Sunday, June 30, 2013

Johannes Carl Muenck, a.k.a. "John Monk", in Hammond, New York

I just thought I’d add one more family history road trip related post. On the first day of our trip, I noticed as we were driving through upstate New York that we were passing through the town of Hammond, where I recalled that my four times great grandfather Johannes Carl Muenck, known at that time as John Monk, had lived. It appears that John Monk, who fought in the Revolutionary War on the American side, was likely one and the same as Johannes Carl Muenck, a German who had originally come to America as a “Hessian” soldier to fight on the side of the British. He apparently switched sides, which seemed to happen with some regularity once the German soliders were apprised of real intentions of the British, i.e. not to help the colonists, but to suppress their revolution. As I have said before, the Monk family on my tree is quite complex, and I hope to devote more time to researching and unravelling it.

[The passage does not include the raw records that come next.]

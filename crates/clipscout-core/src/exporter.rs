//! 結果匯出模組

use std::collections::{BTreeMap, HashMap};
use std::fs;
use std::path::Path;

use chrono::Local;
use serde::Serialize;
use thiserror::Error;

use crate::types::{CandidateMoment, Category};

/// 匯出錯誤
#[derive(Error, Debug)]
pub enum ExportError {
    #[error("IO 錯誤: {0}")]
    Io(#[from] std::io::Error),

    #[error("JSON 序列化錯誤: {0}")]
    Json(#[from] serde_json::Error),

    #[error("未知的標記格式: {0}")]
    UnknownFormat(String),
}

/// 結果匯出器
pub struct Exporter;

impl Exporter {
    /// 產生 JSON 報告字串
    pub fn json_report(
        moments: &[CandidateMoment],
        source: &str,
        pretty: bool,
    ) -> Result<String, ExportError> {
        let data = JsonReport::from_moments(moments, source);

        let json = if pretty {
            serde_json::to_string_pretty(&data)?
        } else {
            serde_json::to_string(&data)?
        };

        Ok(json)
    }

    /// 匯出 JSON 報告
    pub fn to_json<P: AsRef<Path>>(
        moments: &[CandidateMoment],
        source: &str,
        output_path: P,
        pretty: bool,
    ) -> Result<(), ExportError> {
        let json = Self::json_report(moments, source, pretty)?;
        write_file(output_path.as_ref(), &json)
    }

    /// 產生 EDL 內容，每個片段為一個事件
    pub fn edl(moments: &[CandidateMoment], source: &str, fps: f64, title: Option<&str>) -> String {
        let edl_title = title.unwrap_or(source);

        let mut content = String::new();
        content.push_str(&format!("TITLE: {}\n", edl_title));
        content.push_str("FCM: NON-DROP FRAME\n\n");

        let mut rec_offset = 0.0;
        for (i, moment) in moments.iter().enumerate() {
            let event_num = format!("{:03}", i + 1);
            let reel = "AX";

            let src_in = seconds_to_timecode(moment.start_time, fps);
            let src_out = seconds_to_timecode(moment.end_time, fps);

            let duration = moment.duration();
            let rec_in = seconds_to_timecode(rec_offset, fps);
            let rec_out = seconds_to_timecode(rec_offset + duration, fps);

            content.push_str(&format!(
                "{}  {}       AA/V  C        {} {} {} {}\n",
                event_num, reel, src_in, src_out, rec_in, rec_out
            ));
            content.push_str(&format!("* FROM CLIP NAME: {}\n", source));
            content.push_str(&format!("* COMMENT: score {:.2} - {}\n\n", moment.score, moment.reasons.join("; ")));

            rec_offset += duration;
        }

        content
    }

    /// 匯出 EDL 檔案
    pub fn to_edl<P: AsRef<Path>>(
        moments: &[CandidateMoment],
        source: &str,
        output_path: P,
        fps: f64,
        title: Option<&str>,
    ) -> Result<(), ExportError> {
        write_file(output_path.as_ref(), &Self::edl(moments, source, fps, title))
    }

    /// 產生標記內容
    pub fn markers(moments: &[CandidateMoment], format: MarkerFormat) -> String {
        match format {
            MarkerFormat::Csv => format_markers_csv(moments),
            MarkerFormat::Audacity => format_markers_audacity(moments),
        }
    }

    /// 匯出標記檔案
    pub fn to_markers<P: AsRef<Path>>(
        moments: &[CandidateMoment],
        output_path: P,
        format: MarkerFormat,
    ) -> Result<(), ExportError> {
        write_file(output_path.as_ref(), &Self::markers(moments, format))
    }
}

/// 標記格式
#[derive(Debug, Clone, Copy, PartialEq, Eq)]
pub enum MarkerFormat {
    /// CSV 格式
    Csv,
    /// Audacity 標籤格式
    Audacity,
}

impl std::str::FromStr for MarkerFormat {
    type Err = ExportError;

    fn from_str(s: &str) -> Result<Self, Self::Err> {
        match s.trim().to_lowercase().as_str() {
            "csv" => Ok(MarkerFormat::Csv),
            "audacity" | "txt" => Ok(MarkerFormat::Audacity),
            _ => Err(ExportError::UnknownFormat(s.to_string())),
        }
    }
}

/// 寫入檔案，必要時建立目錄
fn write_file(output_path: &Path, content: &str) -> Result<(), ExportError> {
    if let Some(parent) = output_path.parent() {
        if !parent.as_os_str().is_empty() {
            fs::create_dir_all(parent)?;
        }
    }

    fs::write(output_path, content)?;
    Ok(())
}

/// 將秒數轉換為時間碼
fn seconds_to_timecode(seconds: f64, fps: f64) -> String {
    let fps = fps.round().max(1.0) as u64;
    let total_frames = (seconds.max(0.0) * fps as f64).round() as u64;
    let frames = total_frames % fps;
    let total_seconds = total_frames / fps;
    let secs = total_seconds % 60;
    let total_minutes = total_seconds / 60;
    let mins = total_minutes % 60;
    let hours = total_minutes / 60;

    format!("{:02}:{:02}:{:02}:{:02}", hours, mins, secs, frames)
}

/// 格式化為 CSV 標記
fn format_markers_csv(moments: &[CandidateMoment]) -> String {
    let mut lines = vec!["start,end,score,reasons,text".to_string()];

    for moment in moments {
        lines.push(format!(
            "{:.3},{:.3},{:.3},{},{}",
            moment.start_time,
            moment.end_time,
            moment.score,
            csv_field(&moment.reasons.join("; ")),
            csv_field(&moment.text)
        ));
    }

    lines.join("\n")
}

/// 以雙引號包住欄位，內部引號加倍 (RFC 4180)；換行改為空白以維持一列一筆
fn csv_field(value: &str) -> String {
    let flattened = value.replace("\r\n", " ").replace(|c: char| c == '\r' || c == '\n', " ");
    format!("\"{}\"", flattened.replace('"', "\"\""))
}

/// 格式化為 Audacity 標記
fn format_markers_audacity(moments: &[CandidateMoment]) -> String {
    let mut lines = Vec::new();

    for moment in moments {
        let reasons = moment.reasons.join(", ").replace('\t', " ");
        lines.push(format!(
            "{:.6}\t{:.6}\t[{:.2}] {}",
            moment.start_time, moment.end_time, moment.score, reasons
        ));
    }

    lines.join("\n")
}

/// JSON 報告結構
#[derive(Serialize)]
struct JsonReport {
    version: String,
    generated_at: String,
    source: String,
    moment_count: usize,
    total_duration: f64,
    moments: Vec<JsonMoment>,
    statistics: Statistics,
}

#[derive(Serialize)]
struct JsonMoment {
    rank: usize,
    start_time: f64,
    end_time: f64,
    duration: f64,
    score: f64,
    reasons: Vec<String>,
    category_breakdown: BTreeMap<Category, f64>,
    text: String,
}

#[derive(Serialize)]
struct Statistics {
    by_reason: HashMap<String, ReasonStats>,
    average_score: f64,
}

#[derive(Serialize)]
struct ReasonStats {
    count: u32,
    duration: f64,
}

impl JsonReport {
    fn from_moments(moments: &[CandidateMoment], source: &str) -> Self {
        let mut by_reason: HashMap<String, ReasonStats> = HashMap::new();
        let mut total_duration = 0.0;
        let mut total_score = 0.0;

        for moment in moments {
            let duration = moment.duration();
            total_duration += duration;
            total_score += moment.score;

            for reason in &moment.reasons {
                let stats = by_reason.entry(reason.clone()).or_insert(ReasonStats {
                    count: 0,
                    duration: 0.0,
                });
                stats.count += 1;
                stats.duration += duration;
            }
        }

        let average_score = if moments.is_empty() {
            0.0
        } else {
            total_score / moments.len() as f64
        };

        Self {
            version: "1.0".to_string(),
            generated_at: Local::now().to_rfc3339(),
            source: source.to_string(),
            moment_count: moments.len(),
            total_duration,
            moments: moments
                .iter()
                .enumerate()
                .map(|(i, m)| JsonMoment {
                    rank: i + 1,
                    start_time: m.start_time,
                    end_time: m.end_time,
                    duration: m.duration(),
                    score: m.score,
                    reasons: m.reasons.clone(),
                    category_breakdown: m.category_breakdown.clone(),
                    text: m.text.clone(),
                })
                .collect(),
            statistics: Statistics {
                by_reason,
                average_score,
            },
        }
    }
}
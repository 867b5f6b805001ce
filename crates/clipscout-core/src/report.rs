//! 文字報告

use crate::types::CandidateMoment;

/// 報告中顯示的文字長度上限（字元）
const PREVIEW_CHARS: usize = 100;

/// 將秒數轉為 `M:SS`
pub fn format_timestamp(seconds: f64) -> String {
    let total = seconds.max(0.0) as u64;
    format!("{}:{:02}", total / 60, total % 60)
}

/// 產生人類可讀的精彩片段報告
pub fn generate_report(moments: &[CandidateMoment]) -> String {
    if moments.is_empty() {
        return "No high-potential viral moments detected.".to_string();
    }

    let mut report = format!("Found {} viral-worthy moments:\n\n", moments.len());

    for (i, moment) in moments.iter().enumerate() {
        report.push_str(&format!(
            "#{} - {} to {}\n",
            i + 1,
            format_timestamp(moment.start_time),
            format_timestamp(moment.end_time)
        ));
        report.push_str(&format!(
            "   Score: {:.2} | Duration: {:.0}s\n",
            moment.score,
            moment.duration()
        ));
        report.push_str(&format!("   Reasons: {}\n", moment.reasons.join(", ")));

        if !moment.text.is_empty() {
            let preview: String = moment.text.chars().take(PREVIEW_CHARS).collect();
            let ellipsis = if moment.text.chars().count() > PREVIEW_CHARS { "..." } else { "" };
            report.push_str(&format!("   Text: {}{}\n", preview, ellipsis));
        }

        report.push('\n');
    }

    report
}
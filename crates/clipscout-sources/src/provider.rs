//! Collaborator traits

use std::path::PathBuf;

use clipscout_core::{CandidateMoment, TranscriptFragment};

use crate::error::SourceError;

/// Transcript provider trait
#[trait_variant::make(TranscriptProvider: Send)]
pub trait LocalTranscriptProvider {
    /// Fetch the ordered transcript of a video
    ///
    /// Fails with `SourceError::NoTranscriptAvailable` when none exists.
    async fn fetch_transcript(&self, video_id: &str) -> Result<Vec<TranscriptFragment>, SourceError>;

    /// Get provider name
    fn name(&self) -> &'static str;
}

/// Clip renderer trait
#[trait_variant::make(ClipRenderer: Send)]
pub trait LocalClipRenderer {
    /// Render `[start_time, end_time)` of a video, optionally burning in a caption
    async fn render_clip(
        &self,
        video_id: &str,
        start_time: f64,
        end_time: f64,
        caption: Option<&str>,
    ) -> Result<PathBuf, SourceError>;

    /// Get renderer name
    fn name(&self) -> &'static str;
}

/// Caption generator trait
pub trait CaptionGenerator: Send + Sync {
    /// Produce a short caption for a moment
    fn caption(&self, moment: &CandidateMoment) -> String;

    /// Maximum caption length in characters
    fn max_chars(&self) -> usize {
        60
    }
}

On the way back home, as we were again passing through Hammond, my sister noticed the Hammond Historical Society, and that it was open. We had often encountered museums and sites which were closed on the days we visited, so we felt we should take this opportunity and make one last visit. We were warmly greeted by Donna Demick, the Town Historian, who gave us a tour of the museum and the Civil War era stone house. (See I took some time to ascertain when John Monk had lived in Hammond, utilizing the Ancestry app on my iPad, and it appeared that it was at most two years, i.e. from 1825 when he appeared on the New York State Census as living in Oppenheim, New York, and 1827, the year he moved from Hammond to Watertown, New York. Donna checked but could find no record of John, particularly as he had only lived there briefly, and was not born and didn’t die there. The only record I had was from a letter in his Revolutionary War Pension file stating that he had moved from Hammond in 1827. This turned out to be the year the town was incorporated.

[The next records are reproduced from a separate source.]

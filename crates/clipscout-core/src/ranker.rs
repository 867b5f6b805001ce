//! 排名與篩選

use std::cmp::Ordering;

use crate::types::CandidateMoment;

/// 依分數篩選並排序，最多保留 `max_results` 筆
///
/// 分數低於 `min_score` 的片段被捨棄；同分時開始時間較早者優先。
pub fn rank(moments: &[CandidateMoment], min_score: f64, max_results: usize) -> Vec<CandidateMoment> {
    let mut ranked: Vec<CandidateMoment> = moments
        .iter()
        .filter(|m| m.score >= min_score)
        .cloned()
        .collect();

    ranked.sort_by(compare_moments);
    ranked.truncate(max_results);
    ranked
}

/// 分數遞減，再依開始時間遞增
fn compare_moments(a: &CandidateMoment, b: &CandidateMoment) -> Ordering {
    b.score
        .total_cmp(&a.score)
        .then_with(|| a.start_time.total_cmp(&b.start_time))
}

#[cfg(test)]
mod tests {
    use std::collections::BTreeMap;

    use super::*;

    fn moment(start: f64, score: f64) -> CandidateMoment {
        CandidateMoment {
            start_time: start,
            end_time: start + 5.0,
            score,
            reasons: vec!["reason".to_string()],
            category_breakdown: BTreeMap::new(),
            text: String::new(),
        }
    }

    #[test]
    fn test_threshold_drops_low_scores() {
        let moments = vec![moment(0.0, 0.5), moment(10.0, 0.8), moment(20.0, 0.6)];
        assert!(rank(&moments, 0.9, 10).is_empty());
    }

    #[test]
    fn test_threshold_is_inclusive() {
        let moments = vec![moment(0.0, 0.3), moment(10.0, 0.29)];
        let ranked = rank(&moments, 0.3, 10);
        assert_eq!(ranked.len(), 1);
        assert_eq!(ranked[0].start_time, 0.0);
    }

    #[test]
    fn test_top_results_with_tie_break() {
        let moments = vec![
            moment(0.0, 0.4),
            moment(10.0, 0.9),
            moment(20.0, 0.5),
            moment(30.0, 0.9),
            moment(5.0, 0.9),
        ];

        let ranked = rank(&moments, 0.3, 2);
        assert_eq!(ranked.len(), 2);
        assert_eq!(ranked[0].start_time, 5.0);
        assert_eq!(ranked[1].start_time, 10.0);
    }

    #[test]
    fn test_ranking_is_deterministic() {
        let moments = vec![
            moment(40.0, 0.7),
            moment(0.0, 0.7),
            moment(20.0, 0.95),
            moment(30.0, 0.31),
        ];

        let first = rank(&moments, 0.3, 10);
        let second = rank(&moments, 0.3, 10);
        assert_eq!(first, second);
        let starts: Vec<f64> = first.iter().map(|m| m.start_time).collect();
        assert_eq!(starts, vec![20.0, 0.0, 40.0, 30.0]);
    }

    #[test]
    fn test_survivors_unchanged() {
        let moments = vec![moment(3.0, 0.6)];
        let ranked = rank(&moments, 0.3, 10);
        assert_eq!(ranked[0], moments[0]);
    }
}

Hammond Stone House Interior
(photographed by Sherry)
Loom in Stone House Attick
(photographed by Sherry)
Exterior of Stone House
(Photographed by Sherry)

It was nevertheless a pleasure to visit the museum and the stone house, as we were able to see a typical Civil War era house in Northern New York, where so many of our ancestors lived at that time. We were also shown household articles, books, photos, toys, and clothing of various eras. Donna allowed us, including my two-year-old niece, to touch these items and to explore to our hearts’ content. She even modelled some of the old clothes for us. Thank you, Donna, for sharing your hospitality and joy in your town’s past. Again, I am feeling so indebted to historical societies everywhere for their diligence in preserving and sharing the world’s heritage, which is so easily lost.